» Work instructions: Return exactly the lines of the records below, starting at the line that contains "#[derive(Debug, Clone, Copy, PartialEq, Eq)]" and ending at the line that contains "user refusing access.", with both of those lines kept.

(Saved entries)
//! Capability contracts consumed by the session core.
//!
//! The speech engines, the capture permission prompt and the session transport
//! all live outside this crate. The controller only talks to them through these
//! traits, which keeps it usable with any backend (a browser bridge, a native
//! engine, or the console host in `intake-service`) and lets tests substitute
//! mocks generated by `mockall`.

use anyhow::Result;
use async_trait::async_trait;
#[cfg(test)]
use mockall::automock;
use tokio::sync::mpsc;

/// Answer of the capture permission service.
#[derive(Debug, Clone, Copy, PartialEq, Eq)]
pub enum Permission {
    Granted,
    Denied,
}

#[cfg_attr(test, automock)]
#[async_trait]
pub trait CapturePermission: Send + Sync {
    /// Asks for microphone access. An `Err` means the service itself failed,
    /// which is distinct from the user refusing access.
    async fn acquire(&self) -> Result<Permission>;
}

/// Events reported by a text-to-speech engine for one utterance.
#[derive(Debug, Clone, PartialEq, Eq)]
pub enum SynthesisEvent {
    Started,
    Ended,
    Errored(String),
}

#[cfg_attr(test, automock)]
#[async_trait]
pub trait SpeechSynthesizer: Send + Sync {
    /// Queues `text` for playback and returns the event stream for it.
    async fn speak(&self, text: &str) -> Result<mpsc::Receiver<SynthesisEvent>>;

    /// Silences everything currently playing or queued.
    fn cancel_all(&self);

    /// Whether the engine currently reports audible output.
    fn is_speaking(&self) -> bool;
}

/// Options for a single recognition session.
#[derive(Debug, Clone, PartialEq, Eq)]
pub struct RecognitionOptions {
    pub locale: String,
    pub continuous: bool,
    pub interim_results: bool,
}

impl RecognitionOptions {
    pub fn single_utterance(locale: impl Into<String>) -> Self {
        Self {
            locale: locale.into(),
            continuous: false,
            interim_results: true,
        }
    }
}

#[derive(Debug, Clone, PartialEq, Eq, thiserror::Error)]
pub enum RecognitionError {
    #[error("no speech detected")]
    NoSpeech,
    #[error("capture permission was revoked")]
    NotAllowed,
    #[error("recognition engine failed: {0}")]
    Engine(String),
}

/// Events reported by a speech-to-text engine for one capture session.
#[derive(Debug, Clone, PartialEq, Eq)]
pub enum RecognitionEvent {
    Partial(String),
    Final(String),
    Ended,
    Errored(RecognitionError),
}

#[cfg_attr(test, automock)]
#[async_trait]
pub trait SpeechRecognizer: Send + Sync {
    /// Starts a capture session and returns its event stream.
    async fn start(&self, options: RecognitionOptions)
    -> Result<mpsc::Receiver<RecognitionEvent>>;

    /// Best-effort stop of the running capture session.
    fn stop(&self);
}

/// An opened session transport. Used as a session marker; the payloads are
/// the committed utterances of the conversation.
#[cfg_attr(test, automock)]
#[async_trait]
pub trait Connection: Send {
    async fn send(&mut self, payload: serde_json::Value) -> Result<()>;

    async fn close(&mut self) -> Result<()>;
}

#[cfg_attr(test, automock)]
#[async_trait]
pub trait Connector: Send + Sync {
    async fn open(&self) -> Result<Box<dyn Connection>>;
}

» Written response:
#[derive(Debug, Clone, Copy, PartialEq, Eq)]
pub enum Permission {
    Granted,
    Denied,
}

#[cfg_attr(test, automock)]
#[async_trait]
pub trait CapturePermission: Send + Sync {
    /// Asks for microphone access. An `Err` means the service itself failed,
    /// which is distinct from the user refusing access.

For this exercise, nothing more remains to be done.